(Stored items)
BEGIN

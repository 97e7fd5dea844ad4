//! Listen targets and bound sites.
//!
//! A [`ListenTarget`] names one endpoint the bootstrap should serve on; a
//! [`Site`] is that endpoint after binding. Binding and starting always
//! happen on the server loop.

// ============================================================================
// Imports
// ============================================================================

use std::net::SocketAddr;

use axum::Router;
use axum_server::tls_rustls::RustlsConfig;
use tokio::net::{TcpSocket, lookup_host};
use tokio::sync::oneshot;
use tokio_util::sync::CancellationToken;
use tracing::{debug, info};

use crate::error::{Error, Result};

// ============================================================================
// ListenTarget
// ============================================================================

/// One endpoint to serve on.
///
/// Replaces duck-typed host/path/socket arguments with an explicit
/// discriminated type; see [`ServeConfig`](crate::ServeConfig) for the
/// builder methods that produce these.
#[derive(Debug)]
pub enum ListenTarget {
    /// TCP endpoint, bound fresh.
    Tcp {
        /// Host name or address to bind.
        host: String,
        /// Port to bind.
        port: u16,
    },
    /// Unix-domain socket endpoint, bound fresh.
    #[cfg(unix)]
    Unix(std::path::PathBuf),
    /// Pre-bound TCP listener handed over by the caller.
    Socket(std::net::TcpListener),
}

impl ListenTarget {
    /// Returns `true` for TCP-family targets (the ones TLS applies to).
    #[must_use]
    pub fn is_tcp(&self) -> bool {
        match self {
            Self::Tcp { .. } | Self::Socket(_) => true,
            #[cfg(unix)]
            Self::Unix(_) => false,
        }
    }

    /// Human-readable name used in bind errors, before the actual local
    /// address is known.
    fn describe(&self) -> String {
        match self {
            Self::Tcp { host, port } => format!("{host}:{port}"),
            #[cfg(unix)]
            Self::Unix(path) => format!("unix:{}", path.display()),
            Self::Socket(_) => "pre-bound socket".to_owned(),
        }
    }
}

// ============================================================================
// BindOptions
// ============================================================================

/// Socket-level tuning applied while binding TCP targets.
#[derive(Debug, Clone)]
pub(crate) struct BindOptions {
    /// Accept backlog.
    pub backlog: u32,
    /// `SO_REUSEADDR`, when explicitly requested.
    pub reuse_address: Option<bool>,
    /// `SO_REUSEPORT`, when explicitly requested (unix only).
    pub reuse_port: Option<bool>,
}

// ============================================================================
// Site
// ============================================================================

/// A bound endpoint, ready to start serving.
pub(crate) struct Site {
    /// Display name, e.g. `http://127.0.0.1:8080` or `unix:/run/app.sock`.
    name: String,
    listener: BoundListener,
    /// TLS configuration for TCP sites.
    tls: Option<RustlsConfig>,
}

enum BoundListener {
    Tcp(tokio::net::TcpListener),
    #[cfg(unix)]
    Unix(tokio::net::UnixListener),
}

impl Site {
    /// Binds a listen target. Must run on the server loop.
    ///
    /// `tls` marks the site as TLS-terminating (TCP family only) and
    /// switches its name to the `https` scheme.
    ///
    /// # Errors
    ///
    /// - [`Error::Bind`] if resolution or binding fails
    pub(crate) async fn bind(
        target: ListenTarget,
        options: &BindOptions,
        tls: Option<RustlsConfig>,
    ) -> Result<Self> {
        let described = target.describe();
        let tls = if target.is_tcp() { tls } else { None };
        let scheme = if tls.is_some() { "https" } else { "http" };

        match target {
            ListenTarget::Tcp { host, port } => {
                let addr = resolve(&host, port)
                    .await
                    .map_err(|e| Error::bind(&described, e))?;
                let listener =
                    bind_tcp(addr, options).map_err(|e| Error::bind(&described, e))?;
                let local = listener.local_addr().map_err(|e| Error::bind(&described, e))?;

                debug!(addr = %local, "TCP site bound");

                Ok(Self {
                    name: format!("{scheme}://{local}"),
                    listener: BoundListener::Tcp(listener),
                    tls,
                })
            }

            #[cfg(unix)]
            ListenTarget::Unix(path) => {
                let listener = tokio::net::UnixListener::bind(&path)
                    .map_err(|e| Error::bind(&described, e))?;

                debug!(path = %path.display(), "unix site bound");

                Ok(Self {
                    name: format!("unix:{}", path.display()),
                    listener: BoundListener::Unix(listener),
                    tls: None,
                })
            }

            ListenTarget::Socket(std_listener) => {
                std_listener
                    .set_nonblocking(true)
                    .map_err(|e| Error::bind(&described, e))?;
                let listener = tokio::net::TcpListener::from_std(std_listener)
                    .map_err(|e| Error::bind(&described, e))?;
                let local = listener.local_addr().map_err(|e| Error::bind(&described, e))?;

                debug!(addr = %local, "pre-bound site adopted");

                Ok(Self {
                    name: format!("{scheme}://{local}"),
                    listener: BoundListener::Tcp(listener),
                    tls,
                })
            }
        }
    }

    /// Returns the site's display name.
    pub(crate) fn name(&self) -> &str {
        &self.name
    }

    /// Starts serving. Must run on the server loop.
    ///
    /// The returned channel yields the serve outcome once the site stops —
    /// normally after `shutdown` fires, or early on a transport error.
    pub(crate) fn start(
        self,
        router: Router,
        shutdown: CancellationToken,
    ) -> oneshot::Receiver<Result<()>> {
        let (done_tx, done_rx) = oneshot::channel();
        let name = self.name;

        info!(site = %name, "site started");

        match self.listener {
            BoundListener::Tcp(listener) => match self.tls {
                Some(tls) => serve_tls(listener, tls, router, shutdown, name, done_tx),
                None => {
                    tokio::spawn(async move {
                        let result = axum::serve(listener, router)
                            .with_graceful_shutdown(shutdown.cancelled_owned())
                            .await;
                        let _ = done_tx.send(result.map_err(|e| Error::serve(&name, e.to_string())));
                    });
                }
            },

            #[cfg(unix)]
            BoundListener::Unix(listener) => {
                tokio::spawn(async move {
                    let result = axum::serve(listener, router)
                        .with_graceful_shutdown(shutdown.cancelled_owned())
                        .await;
                    let _ = done_tx.send(result.map_err(|e| Error::serve(&name, e.to_string())));
                });
            }
        }

        done_rx
    }
}

// ============================================================================
// Helpers
// ============================================================================

/// Resolves a host/port pair to the first usable address.
async fn resolve(host: &str, port: u16) -> std::io::Result<SocketAddr> {
    lookup_host((host, port)).await?.next().ok_or_else(|| {
        std::io::Error::new(
            std::io::ErrorKind::AddrNotAvailable,
            format!("host {host} resolved to no addresses"),
        )
    })
}

/// Binds a TCP listener with the configured socket options.
fn bind_tcp(addr: SocketAddr, options: &BindOptions) -> std::io::Result<tokio::net::TcpListener> {
    let socket = if addr.is_ipv4() {
        TcpSocket::new_v4()?
    } else {
        TcpSocket::new_v6()?
    };

    if let Some(reuse) = options.reuse_address {
        socket.set_reuseaddr(reuse)?;
    }
    #[cfg(unix)]
    if let Some(reuse) = options.reuse_port {
        socket.set_reuseport(reuse)?;
    }

    socket.bind(addr)?;
    socket.listen(options.backlog)
}

/// Spawns a TLS serve task plus its shutdown watcher.
fn serve_tls(
    listener: tokio::net::TcpListener,
    tls: RustlsConfig,
    router: Router,
    shutdown: CancellationToken,
    name: String,
    done_tx: oneshot::Sender<Result<()>>,
) {
    let std_listener = match listener.into_std() {
        Ok(l) => l,
        Err(e) => {
            let _ = done_tx.send(Err(Error::bind(&name, e)));
            return;
        }
    };

    let handle = axum_server::Handle::new();

    tokio::spawn({
        let handle = handle.clone();
        async move {
            shutdown.cancelled().await;
            handle.graceful_shutdown(None);
        }
    });

    tokio::spawn(async move {
        let result = axum_server::from_tcp_rustls(std_listener, tls)
            .handle(handle)
            .serve(router.into_make_service())
            .await;
        let _ = done_tx.send(result.map_err(|e| Error::serve(&name, e.to_string())));
    });
}

// ============================================================================
// Tests
// ============================================================================

#[cfg(test)]
mod tests {
    use super::*;

    fn options() -> BindOptions {
        BindOptions {
            backlog: 128,
            reuse_address: None,
            reuse_port: None,
        }
    }

    #[tokio::test]
    async fn test_bind_tcp_ephemeral() {
        let target = ListenTarget::Tcp {
            host: "127.0.0.1".into(),
            port: 0,
        };
        let site = Site::bind(target, &options(), None).await.expect("bind");

        assert!(site.name().starts_with("http://127.0.0.1:"));
    }

    #[tokio::test]
    async fn test_bind_prebound_socket() {
        let std_listener = std::net::TcpListener::bind("127.0.0.1:0").expect("std bind");
        let port = std_listener.local_addr().expect("addr").port();

        let site = Site::bind(ListenTarget::Socket(std_listener), &options(), None)
            .await
            .expect("bind");
        assert_eq!(site.name(), &format!("http://127.0.0.1:{port}"));
    }

    #[cfg(unix)]
    #[tokio::test]
    async fn test_bind_unix() {
        let dir = std::env::temp_dir().join(format!("loopbridge-test-{}", std::process::id()));
        std::fs::create_dir_all(&dir).expect("mkdir");
        let path = dir.join("site.sock");
        let _ = std::fs::remove_file(&path);

        let site = Site::bind(ListenTarget::Unix(path.clone()), &options(), None)
            .await
            .expect("bind");
        assert_eq!(site.name(), &format!("unix:{}", path.display()));

        let _ = std::fs::remove_file(&path);
    }

    #[tokio::test]
    async fn test_bind_conflict_fails() {
        let first = std::net::TcpListener::bind("127.0.0.1:0").expect("std bind");
        let port = first.local_addr().expect("addr").port();

        let target = ListenTarget::Tcp {
            host: "127.0.0.1".into(),
            port,
        };
        let result = Site::bind(target, &options(), None).await;
        assert!(matches!(result, Err(Error::Bind { .. })));
    }

    #[test]
    fn test_target_is_tcp() {
        assert!(
            ListenTarget::Tcp {
                host: "h".into(),
                port: 1
            }
            .is_tcp()
        );
        #[cfg(unix)]
        assert!(!ListenTarget::Unix("/tmp/x.sock".into()).is_tcp());
    }
}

END

▶ TASK DESCRIPTION
If the string "info" appears in a line of the data above, that line counts. State how many such lines there are and nothing more.

▶ SOLUTION FOR THIS TASK
2